Every morning he fills the feeders
with millet and unhulled sunflower seeds
for the black-capped chickadees and myrtle warblers.
From his yard above Lake Seneca
he can see across his neighbors’ ropy pastures
to the white church where on Sunday
he pulls the bellcord
and the summoning bell returns him
to his downstate boyhood, his
mother’s side, her place
in the last pew. Pastor is burying coins
in the garden, secrets
like Pop’s homemade gin hidden in the basement.
Were the coins supposed to grow?
All those parables—
the good son, the one who didn’t
sleep among swine,
never even got a decent answer, while lilies
received praise. In my father’s house
every Sunday, Pop carved the roast
in too-thick slabs, in shreds,
and Mom criticized each slice.
Something tells his life now, these
niggling stories that arrive
like the woman
who stepped from the latticework shadows
beneath the Third Avenue el
in front of his van
or the man he saw
driving in the dark air
outside the car
he’d driven without stopping for fourteen hours.
The man, his own fatigue, had
stared down the highway
the woman had not seen his van
yet he’d stopped in time.
At dusk jet trails mark his blue
uncluttered sky. They are routes anywhere. Not knowing
where they could go
makes him watch them as they fade.
The Bellingham Review published two of my poems, Walking Through the Heart and Partial Knowledge. Composer Lynn Steele set the first poem to her magnificent music as a song cycle.
Walking Through the Heart
At the children’s museum, I’d lose myself
in the model of the heart.
Up the narrow stairs into the right ventricle,
I was blood
pumped by the great slow bear
beating somewhere ahead.
The latex walls were candled by light
as if the heart were its own source
or had its own source
I would find at some turning
before the stairs
that brought me down into the museum again.
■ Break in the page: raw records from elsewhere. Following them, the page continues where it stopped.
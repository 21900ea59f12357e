//! BestFrameSelector - pick the most informative member of a group
//!
//! Members are scored in capture order. The member with the strictly
//! largest count of valid boxes wins, so ties go to the earliest capture.
//! A member that cannot be read or detected is skipped.

use super::{DetectionOutcome, Detector, ThresholdPolicy};
use crate::group_aggregator::FlushedGroup;
use crate::models::CameraId;
use chrono::{DateTime, Utc};
use std::sync::Arc;
use tracing::{debug, info, warn};

/// Winner of a group
#[derive(Debug, Clone)]
pub struct GroupResult {
    pub camera: CameraId,
    pub group_sequence: u64,
    pub best: DetectionOutcome,
    /// Encoded bytes of the winning member
    pub frame: Vec<u8>,
    pub threshold: f32,
    pub at_night: bool,
}

pub struct BestFrameSelector {
    detector: Arc<dyn Detector>,
    thresholds: ThresholdPolicy,
}

impl BestFrameSelector {
    pub fn new(detector: Arc<dyn Detector>, thresholds: ThresholdPolicy) -> Self {
        Self {
            detector,
            thresholds,
        }
    }

    pub fn thresholds(&self) -> &ThresholdPolicy {
        &self.thresholds
    }

    pub async fn select(&self, group: &FlushedGroup) -> Option<GroupResult> {
        self.select_at(group, Utc::now()).await
    }

    /// `None` when no member has a valid box
    pub async fn select_at(&self, group: &FlushedGroup, now: DateTime<Utc>) -> Option<GroupResult> {
        // One threshold for the whole group
        let threshold = self.thresholds.effective_at(now);
        let at_night = self.thresholds.is_night(now);

        let mut members = group.members.clone();
        members.sort_by_key(|m| m.captured_at);

        let mut best: Option<(DetectionOutcome, Vec<u8>)> = None;

        for member in members {
            let bytes = match tokio::fs::read(&member.path).await {
                Ok(bytes) => bytes,
                Err(e) => {
                    warn!(
                        camera_id = %group.camera,
                        stage = "detecting",
                        path = %member.path.display(),
                        error = %e,
                        "Group member unreadable, skipped"
                    );
                    continue;
                }
            };

            let boxes = match self.detector.detect(&bytes).await {
                Ok(boxes) => boxes,
                Err(e) => {
                    warn!(
                        camera_id = %group.camera,
                        stage = "detecting",
                        path = %member.path.display(),
                        error = %e,
                        "Detection failed, member skipped"
                    );
                    continue;
                }
            };

            let outcome = DetectionOutcome::from_boxes(member, boxes, threshold);
            debug!(
                camera_id = %group.camera,
                path = %outcome.source.path.display(),
                count = outcome.count,
                threshold,
                "Member scored"
            );

            let current = best.as_ref().map_or(0, |(b, _)| b.count);
            if outcome.count > current {
                best = Some((outcome, bytes));
            }
        }

        let Some((best, frame)) = best else {
            info!(
                camera_id = %group.camera,
                stage = "no_detection",
                group = group.sequence,
                threshold,
                "No valid detection in group"
            );
            return None;
        };

        info!(
            camera_id = %group.camera,
            stage = "best_frame_found",
            group = group.sequence,
            path = %best.source.path.display(),
            count = best.count,
            at_night,
            "Best frame selected"
        );

        Some(GroupResult {
            camera: group.camera.clone(),
            group_sequence: group.sequence,
            best,
            frame,
            threshold,
            at_night,
        })
    }
}

#[cfg(test)]
pub(crate) mod testing {
    use super::*;
    use crate::error::{Error, Result};
    use crate::models::BoundingBox;
    use async_trait::async_trait;
    use std::collections::HashMap;
    use std::sync::Mutex;

    /// Answers by file content: the bytes are looked up in a score table
    #[derive(Default)]
    pub struct ScriptedDetector {
        pub answers: Mutex<HashMap<Vec<u8>, Vec<f32>>>,
        pub calls: Mutex<usize>,
    }

    impl ScriptedDetector {
        pub fn answer(&self, content: &[u8], scores: &[f32]) {
            self.answers
                .lock()
                .unwrap()
                .insert(content.to_vec(), scores.to_vec());
        }
    }

    #[async_trait]
    impl Detector for ScriptedDetector {
        async fn detect(&self, jpeg: &[u8]) -> Result<Vec<BoundingBox>> {
            *self.calls.lock().unwrap() += 1;
            let answers = self.answers.lock().unwrap();
            let scores = answers
                .get(jpeg)
                .ok_or_else(|| Error::Detection("detector timed out".to_string()))?;
            Ok(scores
                .iter()
                .enumerate()
                .map(|(i, &score)| {
                    let o = i as f32 * 20.0;
                    BoundingBox {
                        x1: o,
                        y1: o,
                        x2: o + 10.0,
                        y2: o + 10.0,
                        score,
                    }
                })
                .collect())
        }
    }
}
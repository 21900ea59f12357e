//! DetectionPipeline - what a group worker does with a flushed group
//!
//! ## Responsibilities
//!
//! - Run best-frame selection over the group
//! - Publish the winner (crops, summary, actuation, alert)
//! - Delete the group's sample files afterwards
//!
//! A group moves one way through
//! `Collecting -> Flushed -> Detecting -> (NoDetection | BestFrameFound)
//! -> CropPublishing -> Done` and is never reused.

use crate::crop_upload_fanout::CropUploadFanout;
use crate::detection::BestFrameSelector;
use crate::group_aggregator::{FlushedGroup, GroupProcessor};
use async_trait::async_trait;
use serde::Serialize;
use std::fmt;
use std::sync::Arc;
use tracing::{error, info, warn};

#[derive(Debug, Clone, Copy, PartialEq, Eq, PartialOrd, Ord, Serialize)]
#[serde(rename_all = "snake_case")]
pub enum GroupStage {
    Collecting,
    Flushed,
    Detecting,
    NoDetection,
    BestFrameFound,
    CropPublishing,
    Done,
}

impl GroupStage {
    pub fn as_str(&self) -> &'static str {
        match self {
            Self::Collecting => "collecting",
            Self::Flushed => "flushed",
            Self::Detecting => "detecting",
            Self::NoDetection => "no_detection",
            Self::BestFrameFound => "best_frame_found",
            Self::CropPublishing => "crop_publishing",
            Self::Done => "done",
        }
    }

    pub fn can_advance_to(&self, next: GroupStage) -> bool {
        use GroupStage::*;
        matches!(
            (self, next),
            (Collecting, Flushed)
                | (Flushed, Detecting)
                | (Detecting, NoDetection)
                | (Detecting, BestFrameFound)
                | (BestFrameFound, CropPublishing)
                | (CropPublishing, Done)
                | (NoDetection, Done)
        )
    }
}

impl fmt::Display for GroupStage {
    fn fmt(&self, f: &mut fmt::Formatter<'_>) -> fmt::Result {
        f.write_str(self.as_str())
    }
}

/// Stage history of one group
#[derive(Debug, Clone, PartialEq, Eq)]
pub struct StageTrace(Vec<GroupStage>);

impl StageTrace {
    fn flushed() -> Self {
        Self(vec![GroupStage::Collecting, GroupStage::Flushed])
    }

    fn advance(&mut self, next: GroupStage) {
        let current = self.current();
        debug_assert!(current.can_advance_to(next), "{current} -> {next}");
        self.0.push(next);
    }

    pub fn current(&self) -> GroupStage {
        self.0.last().copied().unwrap_or(GroupStage::Collecting)
    }

    pub fn stages(&self) -> &[GroupStage] {
        &self.0
    }
}

pub struct DetectionPipeline {
    selector: Arc<BestFrameSelector>,
    fanout: Arc<CropUploadFanout>,
    remove_members: bool,
}

impl DetectionPipeline {
    pub fn new(selector: Arc<BestFrameSelector>, fanout: Arc<CropUploadFanout>) -> Self {
        Self {
            selector,
            fanout,
            remove_members: true,
        }
    }

    /// Keep sample files after processing
    pub fn keep_members(mut self) -> Self {
        self.remove_members = false;
        self
    }

    pub async fn run(&self, group: &FlushedGroup) -> StageTrace {
        let mut trace = StageTrace::flushed();

        trace.advance(GroupStage::Detecting);
        info!(
            camera_id = %group.camera,
            stage = %trace.current(),
            group = group.sequence,
            members = group.members.len(),
            "Detecting group"
        );

        match self.selector.select(group).await {
            None => trace.advance(GroupStage::NoDetection),
            Some(result) => {
                trace.advance(GroupStage::BestFrameFound);
                trace.advance(GroupStage::CropPublishing);
                if let Err(e) = self.fanout.publish(&result).await {
                    error!(
                        camera_id = %group.camera,
                        stage = %trace.current(),
                        group = group.sequence,
                        error = %e,
                        "Publish failed"
                    );
                }
            }
        }

        if self.remove_members {
            for member in &group.members {
                if let Err(e) = tokio::fs::remove_file(&member.path).await {
                    if e.kind() != std::io::ErrorKind::NotFound {
                        warn!(path = %member.path.display(), error = %e, "Sample file not removed");
                    }
                }
            }
        }

        trace.advance(GroupStage::Done);
        trace
    }
}

#[async_trait]
impl GroupProcessor for DetectionPipeline {
    async fn process(&self, group: FlushedGroup) {
        self.run(&group).await;
    }
}

#[cfg(test)]
mod tests {
    use super::*;
    use crate::config_store::{ConfigStore, DetectionPolicy, FleetConfig};
    use crate::crop_upload_fanout::{testing::RecordingUploader, UploadLedger};
    use crate::detection::{testing::ScriptedDetector, ThresholdPolicy};
    use crate::group_aggregator::FlushTrigger;
    use crate::models::{CameraId, SampleEnvelope};
    use crate::snapshot_service::testing::{scratch_dir, solid_jpeg};
    use chrono::Utc;
    use serde_json::json;
    use std::path::Path;

    fn pipeline(dir: &Path, detector: Arc<ScriptedDetector>, uploader: Arc<RecordingUploader>) -> DetectionPipeline {
        let fleet: FleetConfig = serde_json::from_value(json!({
            "cameras": [{ "ip": "10.0.0.5" }],
            "workstation_camera_mapping": { "ws1": ["10.0.0.5"] },
            "workstation_url_mapping": { "ws1": "http://ws1/upload" }
        }))
        .unwrap();
        let store = Arc::new(ConfigStore::from_fleet(fleet).unwrap());
        let selector = BestFrameSelector::new(
            detector,
            ThresholdPolicy {
                // Never night, so the test does not depend on the clock
                night_window: crate::models::DailyWindow::hours(0, 0),
                ..ThresholdPolicy::from_detection(&DetectionPolicy::default(), store.timezone())
            },
        );
        let fanout = CropUploadFanout::new(store, uploader, Arc::new(UploadLedger::new()), dir.join("out"));
        DetectionPipeline::new(Arc::new(selector), Arc::new(fanout))
    }

    fn group(dir: &Path, frames: &[Vec<u8>]) -> FlushedGroup {
        std::fs::create_dir_all(dir).unwrap();
        let camera = CameraId::parse("10.0.0.5").unwrap();
        let members = frames
            .iter()
            .enumerate()
            .map(|(i, bytes)| {
                let path = dir.join(format!("m{i}.jpg"));
                std::fs::write(&path, bytes).unwrap();
                SampleEnvelope::new(camera.clone(), path, Utc::now())
            })
            .collect();
        FlushedGroup {
            camera,
            sequence: 0,
            trigger: FlushTrigger::Size,
            members,
            flushed_at: Utc::now(),
        }
    }

    #[test]
    fn test_stage_transitions_are_one_way() {
        assert!(GroupStage::Detecting.can_advance_to(GroupStage::NoDetection));
        assert!(GroupStage::NoDetection.can_advance_to(GroupStage::Done));
        assert!(!GroupStage::NoDetection.can_advance_to(GroupStage::CropPublishing));
        assert!(!GroupStage::Done.can_advance_to(GroupStage::Collecting));
    }

    #[tokio::test]
    async fn test_detection_publishes_and_cleans_up() {
        let dir = scratch_dir("pipeline_hit");
        let frame = solid_jpeg(64, 48);
        let detector = Arc::new(ScriptedDetector::default());
        detector.answer(&frame, &[0.9]);
        let uploader = Arc::new(RecordingUploader::default());
        let g = group(&dir, &[frame]);

        let trace = pipeline(&dir, detector, uploader.clone()).run(&g).await;

        assert_eq!(
            trace.stages(),
            &[
                GroupStage::Collecting,
                GroupStage::Flushed,
                GroupStage::Detecting,
                GroupStage::BestFrameFound,
                GroupStage::CropPublishing,
                GroupStage::Done
            ]
        );
        assert_eq!(uploader.uploads().len(), 2);
        assert!(!g.members[0].path.exists());
        let _ = std::fs::remove_dir_all(dir);
    }

    #[tokio::test]
    async fn test_no_detection_has_no_side_effects() {
        let dir = scratch_dir("pipeline_miss");
        let frame = solid_jpeg(64, 48);
        let detector = Arc::new(ScriptedDetector::default());
        detector.answer(&frame, &[0.3]);
        let uploader = Arc::new(RecordingUploader::default());
        let g = group(&dir, &[frame]);

        let trace = pipeline(&dir, detector, uploader.clone()).keep_members().run(&g).await;

        assert_eq!(trace.current(), GroupStage::Done);
        assert!(trace.stages().contains(&GroupStage::NoDetection));
        assert!(uploader.uploads().is_empty());
        assert!(g.members[0].path.exists());
        let _ = std::fs::remove_dir_all(dir);
    }
}
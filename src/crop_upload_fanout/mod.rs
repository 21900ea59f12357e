//! CropUploadFanout - publish the best frame of a group
//!
//! ## Responsibilities
//!
//! - Crop every valid box and upload each crop on its own task
//! - Barrier on all crop uploads, then upload the annotated summary frame
//! - Never upload an artifact twice (`UploadLedger`)
//! - Trigger camera actuation for samples carrying a marker
//! - Optional detection alert with the annotated frame

mod ledger;
mod render;
mod service;
mod uploader;

pub use ledger::{LedgerState, UploadLedger};
pub use render::{render, RenderedFrame};
pub use service::{CropUploadFanout, PublishReport};
pub use uploader::{Artifact, ArtifactUploader, HttpArtifactUploader};

#[cfg(test)]
pub(crate) use uploader::testing;
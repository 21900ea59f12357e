//! smoke_hub Library
//!
//! Multi-camera smoke detection hub
//!
//! ## Architecture
//!
//! 1. ConfigStore - fleet configuration and workstation routing
//! 2. ConnectionSupervisor - keeps each camera's stream alive
//! 3. FrameSampler - periodic snapshots and jittered sample uploads
//! 4. GroupAggregator - per-camera batching with size/time flush
//! 5. BestFrameSelector - detector calls and best frame per group
//! 6. CropUploadFanout - crops, annotated frame, uploads and alerts
//! 7. ActuationCooldown - PTZ zoom with per-camera cooldown
//! 8. WebAPI - sample ingestion and status endpoints
//!
//! ## Data flow
//!
//! stream -> frame slot -> sample -> inbox -> group -> best frame
//! -> crops/summary upload (+ zoom, alert)

pub mod camera_malfunction_reporter;
pub mod camera_status_tracker;
pub mod config_store;
pub mod connection_supervisor;
pub mod crop_upload_fanout;
pub mod detection;
pub mod error;
pub mod frame_sampler;
pub mod group_aggregator;
pub mod inbox;
pub mod models;
pub mod notifier;
pub mod pipeline;
pub mod ptz_controller;
pub mod rtsp_manager;
pub mod snapshot_service;
pub mod state;
pub mod web_api;

pub use error::{Error, Result};
pub use state::AppState;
Under the microscope, two heart cells
watch them touch, and without knowing,
synchronize, and beat together.
I can think of you and never know
what you are thinking,
hold you, sweetly breathing, without expecting
my breath to catch
like yours. I followed you
walking bareheaded in the rain
through the dangerous park,
each of us imagining the other’s anger
wrongly. Yet at the sound of my voice
turn, speak, no code to be broken; touch
that leaves us unchanged
but touched; nothing,
everything, out of the ordinary.
Looking at something so ordinary
I don’t know how to see it:
the heaped sleeve of a woman writing,
her words like a tapestry appearing
alongside her figure on the painted screen.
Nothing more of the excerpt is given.